Abstract: The development of any region depends greatly on the availability of appropriate water supplies. The quality of water can be judged based on a variety of parameters among which the most important is the temperature. In this study, Artificial Neural Network algorithms, Lavenberg Marquardt (LM) and Gradient Descent Adaptive (GDA) have been used to predict the quality of water. Using the data of temperature for the year 2008 to 12, researchers have measured Biochemical Oxygen Demand (BOD) and Dissolved Oxygen (DO) along River Ganga. Both the algorithms, mentioned above, have been compared for their performance.
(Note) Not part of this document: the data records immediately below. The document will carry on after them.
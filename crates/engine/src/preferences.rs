//! Preference resolver: per-owner delivery preferences with run-scoped caching.
//!
//! Owners without a `user_alert_prefs` row, or with empty columns in it, get
//! the defaults: a 6h dedupe window, P0 immediate, P1/P2 digest, email only.
//! A resolver lives for exactly one run so preference edits take effect on the
//! next sweep.

use std::collections::HashMap;

use sqlx::PgPool;
use uuid::Uuid;

use newswire_common::error::DispatchError;
use newswire_common::types::{PreferenceSource, Priority, UserPreferences};

#[derive(Debug, Clone, sqlx::FromRow)]
struct PreferencesRow {
    dedupe_window_sec: Option<i32>,
    immediate_priorities: Option<Vec<String>>,
    digest_priorities: Option<Vec<String>>,
    priority_categories: Option<Vec<String>>,
    channels_enabled: Option<Vec<String>>,
}

/// Partial update for an owner's preferences. `None` keeps the stored value.
#[derive(Debug, Clone, Default)]
pub struct PreferencesUpdate {
    pub dedupe_window_sec: Option<i32>,
    pub immediate_priorities: Option<Vec<Priority>>,
    pub digest_priorities: Option<Vec<Priority>>,
    pub priority_categories: Option<Vec<String>>,
    /// Reset priority categories to the deployment-wide default.
    pub clear_priority_categories: bool,
    pub channels_enabled: Option<Vec<String>>,
}

/// Run-scoped preference cache.
pub struct PreferenceResolver {
    default_window_sec: i64,
    default_categories: Vec<String>,
    cache: HashMap<Uuid, UserPreferences>,
}

impl PreferenceResolver {
    pub fn new(default_window_sec: i64, default_categories: Vec<String>) -> Self {
        Self {
            default_window_sec,
            default_categories,
            cache: HashMap::new(),
        }
    }

    /// Resolve an owner's preferences, hitting the database once per run.
    pub async fn resolve(
        &mut self,
        pool: &PgPool,
        user_id: Uuid,
    ) -> Result<UserPreferences, DispatchError> {
        if let Some(prefs) = self.cache.get(&user_id) {
            return Ok(prefs.clone());
        }

        let row = load_row(pool, user_id).await?;
        let prefs = self.merge(user_id, row);

        tracing::info!(
            user_id = %user_id,
            source = %prefs.source,
            dedupe_window = prefs.dedupe_window_sec,
            immediate = %join(&prefs.immediate_priorities),
            digest = %join(&prefs.digest_priorities),
            categories = %prefs.priority_categories.join(","),
            "Resolved owner preferences"
        );

        self.cache.insert(user_id, prefs.clone());
        Ok(prefs)
    }

    fn merge(&self, user_id: Uuid, row: Option<PreferencesRow>) -> UserPreferences {
        let mut prefs = UserPreferences::defaults(
            user_id,
            self.default_window_sec,
            self.default_categories.clone(),
        );

        let Some(row) = row else {
            return prefs;
        };

        prefs.source = PreferenceSource::Stored;
        if let Some(window) = row.dedupe_window_sec.filter(|w| *w > 0) {
            prefs.dedupe_window_sec = i64::from(window);
        }
        if let Some(immediate) = parse_priorities(row.immediate_priorities) {
            prefs.immediate_priorities = immediate;
        }
        if let Some(digest) = parse_priorities(row.digest_priorities) {
            prefs.digest_priorities = digest;
        }
        if let Some(categories) = non_empty(row.priority_categories) {
            prefs.priority_categories = categories
                .into_iter()
                .map(|c| c.trim().to_lowercase())
                .filter(|c| !c.is_empty())
                .collect();
        }
        if let Some(channels) = non_empty(row.channels_enabled) {
            prefs.channels_enabled = channels
                .into_iter()
                .map(|c| c.trim().to_lowercase())
                .collect();
        }

        prefs
    }

    /// Insert or update an owner's preferences and return the resolved result.
    pub async fn upsert(
        &mut self,
        pool: &PgPool,
        user_id: Uuid,
        update: &PreferencesUpdate,
    ) -> Result<UserPreferences, DispatchError> {
        if let Some(window) = update.dedupe_window_sec
            && window <= 0
        {
            return Err(DispatchError::Validation(
                "dedupe_window_sec must be positive".to_string(),
            ));
        }

        let to_text = |list: &Option<Vec<Priority>>| {
            list.as_ref()
                .filter(|l| !l.is_empty())
                .map(|l| l.iter().map(|p| p.to_string()).collect::<Vec<_>>())
        };
        let clean = |list: &Option<Vec<String>>| {
            list.as_ref()
                .map(|l| {
                    l.iter()
                        .map(|v| v.trim().to_lowercase())
                        .filter(|v| !v.is_empty())
                        .collect::<Vec<_>>()
                })
                .filter(|l| !l.is_empty())
        };

        let row: PreferencesRow = sqlx::query_as(
            r#"
            INSERT INTO user_alert_prefs (
              user_id, dedupe_window_sec, immediate_priorities, digest_priorities,
              priority_categories, channels_enabled, updated_at
            )
            VALUES ($1, $2, $3, $4, $5, $6, now())
            ON CONFLICT (user_id) DO UPDATE SET
              dedupe_window_sec = COALESCE(EXCLUDED.dedupe_window_sec, user_alert_prefs.dedupe_window_sec),
              immediate_priorities = COALESCE(EXCLUDED.immediate_priorities, user_alert_prefs.immediate_priorities),
              digest_priorities = COALESCE(EXCLUDED.digest_priorities, user_alert_prefs.digest_priorities),
              priority_categories = CASE
                WHEN $7 THEN NULL
                ELSE COALESCE(EXCLUDED.priority_categories, user_alert_prefs.priority_categories)
              END,
              channels_enabled = COALESCE(EXCLUDED.channels_enabled, user_alert_prefs.channels_enabled),
              updated_at = now()
            RETURNING dedupe_window_sec, immediate_priorities, digest_priorities,
                      priority_categories, channels_enabled
            "#,
        )
        .bind(user_id)
        .bind(update.dedupe_window_sec)
        .bind(to_text(&update.immediate_priorities))
        .bind(to_text(&update.digest_priorities))
        .bind(if update.clear_priority_categories {
            None
        } else {
            clean(&update.priority_categories)
        })
        .bind(clean(&update.channels_enabled))
        .bind(update.clear_priority_categories)
        .fetch_one(pool)
        .await?;

        let prefs = self.merge(user_id, Some(row));
        self.cache.insert(user_id, prefs.clone());

        tracing::info!(user_id = %user_id, "Owner preferences updated");
        Ok(prefs)
    }
}

async fn load_row(pool: &PgPool, user_id: Uuid) -> Result<Option<PreferencesRow>, DispatchError> {
    let row = sqlx::query_as(
        r#"
        SELECT
          dedupe_window_sec,
          immediate_priorities,
          digest_priorities,
          priority_categories,
          channels_enabled
        FROM user_alert_prefs
        WHERE user_id = $1
        "#,
    )
    .bind(user_id)
    .fetch_optional(pool)
    .await?;

    Ok(row)
}

fn non_empty(list: Option<Vec<String>>) -> Option<Vec<String>> {
    list.filter(|l| l.iter().any(|v| !v.trim().is_empty()))
}

/// Parse a stored priority list, ignoring unknown entries. Empty ⇒ `None`.
fn parse_priorities(list: Option<Vec<String>>) -> Option<Vec<Priority>> {
    let parsed: Vec<Priority> = list?
        .iter()
        .filter_map(|p| p.parse::<Priority>().ok())
        .collect();
    (!parsed.is_empty()).then_some(parsed)
}

fn join(priorities: &[Priority]) -> String {
    priorities
        .iter()
        .map(Priority::as_str)
        .collect::<Vec<_>>()
        .join(",")
}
The results show that the algorithm LM gives a better performance as compared to that of GDA. Hence, simulated values for the desired locations at which measured data are unavailable can be efficiently provided by a trained ANN Model.

How to cite this article:

Aradhana Giri and N.B. Singh, 2014. Comparison of Artificial Neural Network Algorithm for Water Quality Prediction of River Ganga. Environmental Research Journal, 8: 55-63.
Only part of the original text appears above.